Whilst often pre-arranged sparring is now completed only one way (han chok), with the attacker stepper forward and defender stepping back, the exercise can be conducted in a two way format (yong chok), with attacker and defender stepping forward or backwards. Additionally attack, defence and counter attack should be practiced on both right and left sides.There is no limit to the variation applicable within this basic drill, with any combination of attacking and defending techniques. The basic principles on 3-step sparring (Choi Hong Hi,1999) detail that only those techniques learned from patterns or fundamental exercises are applied, with only attacking and defending techniques remaining constant and one counter attack being conducted within the drill. 3-step sparring therefore presents an ideal opportunity for high volume technique rehearsal and a controlled environment for investigation into technical application.
2-step sparring is a progression into attacking with and subsequently defending combinations of techniques.
“The main purpose of this sparring is to acquire a mixed technique of hand and foot parts, the attacker, therefore, must use both the hand and foot alternately.” (Choi Hong Hi, 1999, p.624)
Typically the attacker will execute a hand strike, followed by a kick whilst stepping, however there is no prerequisite to ordering the techniques in this way. 2-step sparring again has two basic forms, one way with the attacker always stepping forward (han chok) or two way where defence and attacking techniques are completed both moving forward and moving backwards (yong chok). The variation within 2-step sparring drills again is constrained only by the range of techniques practiced and acquired through patterns and fundamental exercises. 2-step sparring further allows students to add diversity through evasion, varied footwork and multiple counter striking.
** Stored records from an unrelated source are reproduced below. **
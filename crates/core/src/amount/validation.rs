//! Validation of amount text before it reaches the decimal parser.

use std::borrow::Cow;

use once_cell::sync::Lazy;
use regex::Regex;
use rust_decimal::Decimal;

use crate::error::MoneyError;

/// Longest amount text accepted, sign and point included.
pub const MAX_AMOUNT_LEN: usize = 32;

static AMOUNT_PATTERN: Lazy<Regex> =
    Lazy::new(|| Regex::new(r"^-?([0-9]+|[0-9]*\.[0-9]+)$").expect("amount pattern compiles"));

/// Checks amount text against the numeral pattern and length ceiling.
///
/// # Errors
///
/// Returns `MoneyError::MalformedAmountString` naming `field`.
pub fn validate_amount(field: &'static str, text: &str) -> Result<(), MoneyError> {
    if text.len() <= MAX_AMOUNT_LEN && AMOUNT_PATTERN.is_match(text) {
        return Ok(());
    }
    tracing::debug!(field, text, "rejected malformed amount text");
    Err(MoneyError::MalformedAmountString {
        field,
        value: text.to_string(),
    })
}

/// Validates amount text and converts it to a `Decimal` without rounding.
///
/// # Errors
///
/// Returns `MoneyError::MalformedAmountString` if the text fails validation and
/// `MoneyError::NonDecimalValue` if it does not fit a `Decimal` exactly.
pub fn parse_amount(field: &'static str, text: &str) -> Result<Decimal, MoneyError> {
    validate_amount(field, text)?;

    // ".25" and "-.25" are valid numerals; give the parser a leading zero.
    let normalized: Cow<'_, str> = match text.strip_prefix('-') {
        Some(rest) if rest.starts_with('.') => Cow::Owned(format!("-0{rest}")),
        None if text.starts_with('.') => Cow::Owned(format!("0{text}")),
        _ => Cow::Borrowed(text),
    };

    Decimal::from_str_exact(&normalized).map_err(|_| {
        tracing::debug!(field, text, "amount text exceeds decimal range");
        MoneyError::NonDecimalValue {
            field,
            value: text.to_string(),
        }
    })
}
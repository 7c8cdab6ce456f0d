//! Client configuration management.

use serde::Deserialize;

use crate::error::ClientResult;

/// PayPal deployment a client talks to.
#[derive(Debug, Clone, Copy, Default, PartialEq, Eq, Deserialize)]
#[serde(rename_all = "lowercase")]
pub enum Environment {
    /// Sandbox accounts and test money.
    #[default]
    Sandbox,
    /// Production.
    Live,
}

impl Environment {
    /// Returns the REST API base URL for this environment.
    #[must_use]
    pub const fn base_url(self) -> &'static str {
        match self {
            Self::Sandbox => "https://api-m.sandbox.paypal.com",
            Self::Live => "https://api-m.paypal.com",
        }
    }
}

/// Client configuration.
#[derive(Debug, Clone, Deserialize)]
pub struct ClientConfig {
    /// Target environment.
    #[serde(default)]
    pub environment: Environment,
    /// OAuth client id.
    pub client_id: String,
    /// OAuth client secret.
    pub client_secret: String,
    /// Per-request timeout in seconds.
    #[serde(default = "default_timeout_secs")]
    pub timeout_secs: u64,
}

fn default_timeout_secs() -> u64 {
    30
}

impl ClientConfig {
    /// Returns the REST API base URL for the configured environment.
    #[must_use]
    pub const fn base_url(&self) -> &'static str {
        self.environment.base_url()
    }

    /// Loads configuration from config files and `PAYPAL__*` environment variables.
    ///
    /// # Errors
    ///
    /// Returns an error if required settings are missing or malformed.
    pub fn load() -> ClientResult<Self> {
        dotenvy::dotenv().ok();
        let run_mode = std::env::var("RUN_MODE").unwrap_or_else(|_| "development".to_string());

        let config = config::Config::builder()
            .add_source(config::File::with_name("config/default").required(false))
            .add_source(config::File::with_name(&format!("config/{run_mode}")).required(false))
            .add_source(config::Environment::with_prefix("PAYPAL").separator("__"))
            .build()?;

        let loaded: Self = config.try_deserialize()?;
        tracing::info!(
            environment = ?loaded.environment,
            base_url = loaded.base_url(),
            "loaded PayPal client configuration"
        );
        Ok(loaded)
    }
}

#[cfg(test)]
mod tests {
    use super::*;

    #[test]
    fn test_environment_base_urls() {
        assert_eq!(
            Environment::Sandbox.base_url(),
            "https://api-m.sandbox.paypal.com"
        );
        assert_eq!(Environment::Live.base_url(), "https://api-m.paypal.com");
        assert_eq!(Environment::default(), Environment::Sandbox);
    }

    #[test]
    fn test_load_from_env() {
        temp_env::with_vars(
            [
                ("PAYPAL__CLIENT_ID", Some("id-123")),
                ("PAYPAL__CLIENT_SECRET", Some("secret")),
                ("PAYPAL__ENVIRONMENT", Some("live")),
                ("PAYPAL__TIMEOUT_SECS", None),
            ],
            || {
                let config = ClientConfig::load().unwrap();
                assert_eq!(config.client_id, "id-123");
                assert_eq!(config.client_secret, "secret");
                assert_eq!(config.environment, Environment::Live);
                assert_eq!(config.timeout_secs, 30);
                assert_eq!(config.base_url(), "https://api-m.paypal.com");
            },
        );
    }

    #[test]
    fn test_load_missing_credentials() {
        temp_env::with_vars(
            [
                ("PAYPAL__CLIENT_ID", None::<&str>),
                ("PAYPAL__CLIENT_SECRET", None),
            ],
            || {
                let err = ClientConfig::load().unwrap_err();
                assert_eq!(err.error_code(), "CONFIGURATION_ERROR");
            },
        );
    }
}
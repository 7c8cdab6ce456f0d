//! Range value objects built from amounts and percentages.

pub mod money_range;
pub mod percent;

pub use money_range::MoneyRange;
pub use percent::PercentRange;
//! The `Currency` value type and its wire representations.

use std::borrow::Cow;
use std::fmt;
use std::str::FromStr;

use rust_decimal::Decimal;
use serde::{Deserialize, Deserializer, Serialize, Serializer};

use super::catalog;
use crate::error::MoneyError;

/// Highest ISO 4217 numeric code.
pub const MAX_NUMERIC_CODE: u16 = 999;

/// Highest exponent a `Decimal` can represent.
pub const MAX_EXPONENT: u32 = 28;

fn check_domain(field: &'static str, value: u32, max: u32) -> Result<(), MoneyError> {
    if value <= max {
        return Ok(());
    }
    tracing::debug!(field, value, max, "currency shape field out of range");
    Err(MoneyError::RangeBoundViolation {
        field,
        value: i64::from(value),
        min: 0,
        max: i64::from(max),
    })
}

/// One ISO 4217 currency.
///
/// Serializes as its code. Deserializes from either a bare code (resolved
/// through the catalog) or a full `{ "code", "number", "e", "name" }` object,
/// which is taken as-is.
#[derive(Debug, Clone, PartialEq, Eq, Hash)]
pub struct Currency {
    code: Cow<'static, str>,
    numeric_code: u16,
    exponent: Option<u32>,
    name: Cow<'static, str>,
}

impl Currency {
    pub(super) const fn catalog(
        code: &'static str,
        numeric_code: u16,
        exponent: Option<u32>,
        name: &'static str,
    ) -> Self {
        Self {
            code: Cow::Borrowed(code),
            numeric_code,
            exponent,
            name: Cow::Borrowed(name),
        }
    }

    /// Builds a currency that is not resolved through the catalog.
    ///
    /// The code is upper-cased.
    ///
    /// # Errors
    ///
    /// Returns `RangeBoundViolation` if `numeric_code` is above 999 or
    /// `exponent` is above 28.
    pub fn new(
        code: impl Into<String>,
        numeric_code: u16,
        exponent: Option<u32>,
        name: impl Into<String>,
    ) -> Result<Self, MoneyError> {
        check_domain("number", u32::from(numeric_code), u32::from(MAX_NUMERIC_CODE))?;
        if let Some(e) = exponent {
            check_domain("e", e, MAX_EXPONENT)?;
        }
        Ok(Self {
            code: Cow::Owned(code.into().to_ascii_uppercase()),
            numeric_code,
            exponent,
            name: Cow::Owned(name.into()),
        })
    }

    /// Resolves a code through the catalog.
    ///
    /// # Errors
    ///
    /// Returns `MoneyError::UnknownCurrency` if the code is not cataloged.
    pub fn resolve(code: &str) -> Result<Self, MoneyError> {
        catalog::lookup(code).cloned().ok_or_else(|| {
            tracing::debug!(code, "currency code not in catalog");
            MoneyError::UnknownCurrency {
                code: code.to_string(),
            }
        })
    }

    /// Alphabetic code, e.g. `USD`.
    #[must_use]
    pub fn code(&self) -> &str {
        &self.code
    }

    /// ISO 4217 numeric code, e.g. `840`.
    #[must_use]
    pub const fn numeric_code(&self) -> u16 {
        self.numeric_code
    }

    /// Digits after the decimal separator, `None` for units without a minor unit.
    #[must_use]
    pub const fn exponent(&self) -> Option<u32> {
        self.exponent
    }

    /// Display name.
    #[must_use]
    pub fn name(&self) -> &str {
        &self.name
    }

    /// Smallest representable step, e.g. `0.01` for USD and `1` for JPY.
    #[must_use]
    pub fn minor_unit(&self) -> Option<Decimal> {
        self.exponent.map(|e| Decimal::new(1, e))
    }
}

impl fmt::Display for Currency {
    fn fmt(&self, f: &mut fmt::Formatter<'_>) -> fmt::Result {
        f.write_str(&self.code)
    }
}

impl FromStr for Currency {
    type Err = MoneyError;

    fn from_str(s: &str) -> Result<Self, Self::Err> {
        Self::resolve(s)
    }
}

impl Serialize for Currency {
    fn serialize<S: Serializer>(&self, serializer: S) -> Result<S::Ok, S::Error> {
        serializer.serialize_str(&self.code)
    }
}

impl<'de> Deserialize<'de> for Currency {
    fn deserialize<D: Deserializer<'de>>(deserializer: D) -> Result<Self, D::Error> {
        CurrencyRepr::deserialize(deserializer)?
            .resolve()
            .map_err(serde::de::Error::custom)
    }
}

/// A currency as it appears on the wire, before catalog resolution.
#[derive(Debug, Clone, Deserialize)]
#[serde(untagged)]
pub(crate) enum CurrencyRepr {
    Code(String),
    Shape(CurrencyShape),
}

#[derive(Debug, Clone, Deserialize)]
pub(crate) struct CurrencyShape {
    code: String,
    number: u16,
    #[serde(default)]
    e: Option<u32>,
    name: String,
}

impl CurrencyRepr {
    pub(crate) fn resolve(self) -> Result<Currency, MoneyError> {
        match self {
            Self::Code(code) => Currency::resolve(&code),
            Self::Shape(shape) => Currency::new(shape.code, shape.number, shape.e, shape.name),
        }
    }
}

#[cfg(test)]
mod tests {
    use super::*;
    use rust_decimal_macros::dec;

    #[test]
    fn test_resolve_known_code() {
        let usd = Currency::resolve("usd").unwrap();
        assert_eq!(usd.code(), "USD");
        assert_eq!(usd.numeric_code(), 840);
        assert_eq!(usd.exponent(), Some(2));
        assert_eq!(usd.name(), "US Dollar");
    }

    #[test]
    fn test_resolve_unknown_code() {
        let err = Currency::resolve("ZZZ").unwrap_err();
        assert!(matches!(err, MoneyError::UnknownCurrency { ref code } if code == "ZZZ"));
    }

    #[test]
    fn test_minor_unit() {
        assert_eq!(Currency::resolve("USD").unwrap().minor_unit(), Some(dec!(0.01)));
        assert_eq!(Currency::resolve("JPY").unwrap().minor_unit(), Some(dec!(1)));
        assert_eq!(Currency::resolve("BHD").unwrap().minor_unit(), Some(dec!(0.001)));
        assert_eq!(Currency::resolve("XAU").unwrap().minor_unit(), None);
    }

    #[test]
    fn test_display_and_from_str() {
        let eur: Currency = "eur".parse().unwrap();
        assert_eq!(eur.to_string(), "EUR");
        assert!("".parse::<Currency>().is_err());
    }

    #[test]
    fn test_ad_hoc_currency_equals_catalog_entry_with_same_shape() {
        let ad_hoc = Currency::new("usd", 840, Some(2), "US Dollar").unwrap();
        assert_eq!(ad_hoc, Currency::resolve("USD").unwrap());
    }

    #[test]
    fn test_new_accepts_domain_limits() {
        let currency = Currency::new("QQQ", 999, Some(28), "Edge").unwrap();
        assert_eq!(currency.minor_unit(), Some(Decimal::new(1, 28)));
    }

    #[test]
    fn test_new_rejects_out_of_domain_fields() {
        let err = Currency::new("QQQ", 1, Some(29), "x").unwrap_err();
        assert!(matches!(
            err,
            MoneyError::RangeBoundViolation { field: "e", value: 29, min: 0, max: 28 }
        ));

        let err = Currency::new("QQQ", 1000, Some(2), "x").unwrap_err();
        assert!(matches!(
            err,
            MoneyError::RangeBoundViolation { field: "number", value: 1000, min: 0, max: 999 }
        ));
    }

    #[test]
    fn test_deserialize_shape_with_oversized_exponent_fails() {
        let json = r#"{"code":"QQQ","number":1,"e":40,"name":"x"}"#;
        let err = serde_json::from_str::<Currency>(json).unwrap_err();
        assert!(err.to_string().contains("`e`"));
    }

    #[test]
    fn test_deserialize_shape_with_oversized_number_fails() {
        let json = r#"{"code":"QQQ","number":4000,"e":2,"name":"x"}"#;
        let err = serde_json::from_str::<Currency>(json).unwrap_err();
        assert!(err.to_string().contains("`number`"));
    }

    #[test]
    fn test_serialize_as_code() {
        let json = serde_json::to_string(&Currency::resolve("GBP").unwrap()).unwrap();
        assert_eq!(json, r#""GBP""#);
    }

    #[test]
    fn test_deserialize_from_code() {
        let jpy: Currency = serde_json::from_str(r#""jpy""#).unwrap();
        assert_eq!(jpy.code(), "JPY");
        assert_eq!(jpy.exponent(), Some(0));
    }

    #[test]
    fn test_deserialize_unknown_code_fails() {
        let err = serde_json::from_str::<Currency>(r#""ZZZ""#).unwrap_err();
        assert!(err.to_string().contains("ZZZ"));
    }

    #[test]
    fn test_deserialize_full_shape_bypasses_catalog() {
        let json = r#"{"code":"QQQ","number":1,"e":3,"name":"Custom"}"#;
        let currency: Currency = serde_json::from_str(json).unwrap();
        assert_eq!(currency.code(), "QQQ");
        assert_eq!(currency.numeric_code(), 1);
        assert_eq!(currency.exponent(), Some(3));
        assert_eq!(currency.name(), "Custom");
    }

    #[test]
    fn test_deserialize_full_shape_without_exponent() {
        let json = r#"{"code":"XTS","number":963,"e":null,"name":"Testing"}"#;
        let currency: Currency = serde_json::from_str(json).unwrap();
        assert_eq!(currency.exponent(), None);

        let json = r#"{"code":"XTS","number":963,"name":"Testing"}"#;
        let currency: Currency = serde_json::from_str(json).unwrap();
        assert_eq!(currency.exponent(), None);
    }
}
1-step sparring was traditionally considered to be the most important form of step sparring, with the defender executing counter striking technique versus one singular attack.
“Virtually, this sparring is considered the most important one from the point of view that the ultimate goal of Taekwon-do in real combat is to win the victory with just a single seasoned blow.” (Choi Hong Hi, 1999, p.630)
The basic premise with 1-step sparring is that the defender blocks or evades the incoming attack, executing counter strikes to appropriate targets on their opponent. This form of sparring therefore allows the student to practice both singular and combination counter striking, whilst culturing a develop in reaction, timing and awareness.
“The secret of this sparring is to deliver a completely accurate speedy and decisive blow at the opponent’s vital spot at the right time with the right weapon while defending against the opponent’s attack effectively.” (Choi Hong Hi, 1999, p.630)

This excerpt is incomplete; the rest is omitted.